I'm 21 years old. I believe I have SPD, and I feel like I will never be normal.
Where do I begin? I have always been extremely clumsy. When I was four years old, I was walking to my great aunt’s house. Near her house, there was a ditch. My mother said that I suddenly stopped walking and fell into the ditch. I didn’t try to stop myself by putting my hands out or anything. This point is extremely odd to me because I never liked to get dirty. Why would I not stop myself? I usually have an excellent recollection of my childhood, but the only thing I can recall from this instance is being dirty. Everything else is completely wiped out of my memory. When my mother asked me what happened, I remember saying I forgot how to walk. It was the only explanation I could think of. It took me a long time to find my natural stride again. I remember marching because I couldn’t figure out the rhythm.
There is also an incidence where I tripped over a raised doorway entrance when I was five. I only remember falling I don’t remember hitting the ground or the pain I must have felt afterwords, but I have a huge scar from it. When I was twelve, I was walking down the steps of my house to take the school bus. There are three steps and I clearly remember stepping on each step. It is almost as if someone pressed the rewind button in my head, because when I thought I was getting off the last step I was suddenly on the first step, and I fell down. When I was sixteen, I went on a class trip to Washington D.C. there is a place right in front of the Supreme Court building where the sidewalk is uneven. I stepped right where the two differences collide and I fell.
Textures of fabrics are a huge issue for me as well. Fleece is one of my biggest enemies. Every time I touch this fabric, or anything remotely close to it, I feel like I can’t breathe. It’s like someone locked me in a padded cell, but the walls are covered in fleece, and the room keeps getting smaller. I still have Christmas gifts from friends that I have had for years that I can’t touch. They are still in their bags.
Although I am overweight, food is like a nightmare for me. Certain textures make me gag. Slimy foods make me gag; things like onions and celery also make me gag. I feel that I am becoming pickier with each coming day. I’m starting to think that there will come a day where I will have to get hooked up to
a feeding tube because I won’t be able to eat anything anymore. It’s not that I want to be picky. In fact, I would love to try new things; unfortunately, unless I can read the ingredients in a food or it is something simple that I can tell what’s in it, I won’t eat it. It’s miserable when you fear going over to someone’s house for dinner or the restaurant your friends pick because, to be perfectly honest, you’re so picky you can’t even stand yourself anymore.

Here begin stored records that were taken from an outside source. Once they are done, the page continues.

use tracing_subscriber::{layer::SubscriberExt, util::SubscriberInitExt, EnvFilter};

pub fn init_cli_logger(verbose: bool) {
    let filter = if verbose {
        EnvFilter::try_from_default_env()
            .unwrap_or_else(|_| EnvFilter::new("paypal_gateway=debug,info"))
    } else {
        EnvFilter::try_from_default_env().unwrap_or_else(|_| EnvFilter::new("paypal_gateway=info"))
    };

    tracing_subscriber::registry()
        .with(filter)
        .with(
            tracing_subscriber::fmt::layer()
                .with_target(false)
                .with_thread_ids(false)
                .with_file(false)
                .with_line_number(false)
                .compact(),
        )
        .init();
}

pub fn init_lambda_logger() {
    let filter =
        EnvFilter::try_from_default_env().unwrap_or_else(|_| EnvFilter::new("paypal_gateway=info"));

    tracing_subscriber::registry()
        .with(filter)
        .with(
            tracing_subscriber::fmt::layer()
                .with_target(false)
                .with_thread_ids(false)
                .with_file(false)
                .with_line_number(false)
                .json(), // Lambda uses JSON format for better CloudWatch integration
        )
        .init();
}
use crate::domain::model::Envelope;
use thiserror::Error;

#[derive(Error, Debug)]
pub enum GatewayError {
    #[error("API request failed: {0}")]
    Http(#[from] reqwest::Error),

    #[error("Serialization error: {0}")]
    Serialization(#[from] serde_json::Error),

    #[error("Configuration error: {message}")]
    Config { message: String },

    #[error("{message}")]
    Validation { message: String },

    #[error("Missing required field: {field}")]
    MissingField { field: String },

    #[error("Invalid value for {field}: {reason}")]
    InvalidField {
        field: String,
        value: String,
        reason: String,
    },

    #[error("PayPal authentication failed: {message}")]
    Auth { message: String },

    #[error("PayPal API error ({status}): {message}")]
    Vendor {
        status: u16,
        name: Option<String>,
        message: String,
        debug_id: Option<String>,
    },
}

impl GatewayError {
    /// HTTP-like status carried in the error envelope.
    pub fn status_code(&self) -> u16 {
        match self {
            GatewayError::Validation { .. }
            | GatewayError::MissingField { .. }
            | GatewayError::InvalidField { .. } => 400,
            // Vendor 4xx passes through unchanged; vendor 5xx and transport
            // failures surface as a bad upstream.
            GatewayError::Vendor { status, .. } if (400..500).contains(status) => *status,
            GatewayError::Vendor { .. } => 502,
            GatewayError::Http(_) => 502,
            GatewayError::Auth { .. }
            | GatewayError::Config { .. }
            | GatewayError::Serialization(_) => 500,
        }
    }

    /// Render the uniform error envelope. `detail` carries the debug rendering
    /// of the error and is suppressed in production mode.
    pub fn to_envelope(&self, production: bool) -> Envelope {
        let mut envelope = Envelope::error(self.status_code(), self.to_string());
        if !production {
            envelope.detail = Some(format!("{:?}", self));
        }
        envelope
    }
}

pub type Result<T> = std::result::Result<T, GatewayError>;

#[cfg(test)]
mod tests {
    use super::*;
    use crate::domain::model::ResponseStatus;

    #[test]
    fn test_validation_errors_map_to_400() {
        let missing = GatewayError::MissingField {
            field: "action".to_string(),
        };
        assert_eq!(missing.status_code(), 400);

        let invalid = GatewayError::InvalidField {
            field: "amount".to_string(),
            value: "-1".to_string(),
            reason: "must be greater than zero".to_string(),
        };
        assert_eq!(invalid.status_code(), 400);
    }

    #[test]
    fn test_vendor_4xx_passes_through_and_5xx_becomes_502() {
        let unprocessable = GatewayError::Vendor {
            status: 422,
            name: Some("ORDER_ALREADY_CAPTURED".to_string()),
            message: "Order already captured".to_string(),
            debug_id: None,
        };
        assert_eq!(unprocessable.status_code(), 422);

        let upstream_down = GatewayError::Vendor {
            status: 503,
            name: None,
            message: "Service unavailable".to_string(),
            debug_id: None,
        };
        assert_eq!(upstream_down.status_code(), 502);
    }

    #[test]
    fn test_envelope_detail_only_outside_production() {
        let err = GatewayError::Validation {
            message: "Request body is required".to_string(),
        };

        let dev = err.to_envelope(false);
        assert_eq!(dev.status, ResponseStatus::Error);
        assert_eq!(dev.code, Some(400));
        assert!(dev.detail.is_some());

        let prod = err.to_envelope(true);
        assert!(prod.detail.is_none());
        assert_eq!(prod.message.as_deref(), Some("Request body is required"));
    }
}
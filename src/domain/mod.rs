// Domain layer: wire models and ports. No vendor specifics beyond the shapes
// the envelope promises.

pub mod model;
pub mod ports;
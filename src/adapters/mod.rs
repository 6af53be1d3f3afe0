// Adapters layer: concrete implementations for external systems.

pub mod paypal;
use crate::core::{Action, Envelope, OrderDraft, PaymentProcessor, PaymentRequest, Result};
use crate::utils::error::GatewayError;
use crate::utils::validation::{
    validate_amount, validate_currency, validate_order_id, validate_required_field,
};

pub struct OrderGateway<P: PaymentProcessor> {
    processor: P,
    production: bool,
}

impl<P: PaymentProcessor> OrderGateway<P> {
    pub fn new(processor: P, production: bool) -> Self {
        Self {
            processor,
            production,
        }
    }

    /// Handle one raw request body and always produce an envelope; errors never
    /// escape past this point.
    pub async fn handle_raw(&self, body: Option<&str>) -> Envelope {
        match self.dispatch(body).await {
            Ok(data) => Envelope::success(data),
            Err(e) => {
                tracing::warn!(code = e.status_code(), error = %e, "Request failed");
                e.to_envelope(self.production)
            }
        }
    }

    async fn dispatch(&self, body: Option<&str>) -> Result<serde_json::Value> {
        let body = body
            .filter(|b| !b.trim().is_empty())
            .ok_or_else(|| GatewayError::Validation {
                message: "Request body is required".to_string(),
            })?;

        let request: PaymentRequest =
            serde_json::from_str(body).map_err(|_| GatewayError::Validation {
                message: "Request body is not valid JSON".to_string(),
            })?;

        let action = Action::parse(validate_required_field("action", &request.action)?)?;
        let data = validate_required_field("data", &request.data)?;

        tracing::info!(action = %action, "Dispatching payment action");
        match action {
            Action::CreateOrder => self.create_order(data).await,
            Action::CaptureOrder => self.capture_order(data).await,
        }
    }

    async fn create_order(&self, data: &serde_json::Value) -> Result<serde_json::Value> {
        let amount = data.get("amount").cloned();
        let amount = validate_amount("amount", validate_required_field("amount", &amount)?)?;

        let currency = data.get("currency").cloned();
        let currency = string_field("currency", validate_required_field("currency", &currency)?)?;
        let currency = validate_currency("currency", currency)?;

        let draft = OrderDraft { amount, currency };
        let order = self.processor.create_order(&draft).await?;
        Ok(serde_json::to_value(order)?)
    }

    async fn capture_order(&self, data: &serde_json::Value) -> Result<serde_json::Value> {
        let order_id = data.get("orderId").cloned();
        let order_id = string_field("orderId", validate_required_field("orderId", &order_id)?)?;
        validate_order_id("orderId", order_id)?;

        let captured = self.processor.capture_order(order_id).await?;
        Ok(serde_json::to_value(captured)?)
    }
}

/// A field that is present but not a JSON string is invalid, not missing.
fn string_field<'a>(field_name: &str, value: &'a serde_json::Value) -> Result<&'a str> {
    value.as_str().ok_or_else(|| GatewayError::InvalidField {
        field: field_name.to_string(),
        value: value.to_string(),
        reason: "Expected a string".to_string(),
    })
}
pub mod adapters;
pub mod config;
pub mod core;
pub mod domain;
pub mod utils;

pub use adapters::paypal::PayPalClient;
pub use config::{Config, PayPalEnvironment};
pub use core::gateway::OrderGateway;
pub use domain::model::{Envelope, ResponseStatus};
pub use domain::ports::PaymentProcessor;
pub use utils::error::{GatewayError, Result};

I can’t look people in the eyes. I don’t know why. When I first meet someone, I look them in the eyes, but after that I can’t. Even though I am fond of certain guests that come to my home, I always hide in my room. It’s like I’m trying to stay invisible. Once, I came out of my room, and the door to our house was open. My brother had a gang of friends outside. His friend looking inside saw me coming out the hallway. He went pale and said, “Oh my God! I just saw a ghost come out of the wall!” (I’m really pale.) A family friend said to him that I was my brother’s sister. He said that’s not his sister. I met her. That was a ghost. They had to explain to him that my brother had more than one sister.
In places where there are large groups of people, I start to panic. My heart rate goes up. I get dizzy. My vision blurs, and I feel like I will pass out.
Last, but certainly not least, is the dreaded encounters with fragrance stores. Let me put it this way. I can’t go near them, much less in them. In the mall, I have to go to the other side of the hall. I can’t breathe and my face and eyes feel like they are on fire. My mom tells the story of how I was a well behaved child, but, once we would go near Dillard’s, she says I became “demon possessed”. I would start kicking, screaming, and crying. I have to use unscented products. It was fine when I was younger, but I’m getting older and would like to go into a store and try out a perfume with my mom so we can bond like she did with my other sisters. I just want to feel normal for once. It’s depressing. I feel like an alien. I’ve tried looking up treatments and stuff, but they are all for babies. For example, carry around some aroma therapy stuff. How can I do that when I have sensitivity to the stuff?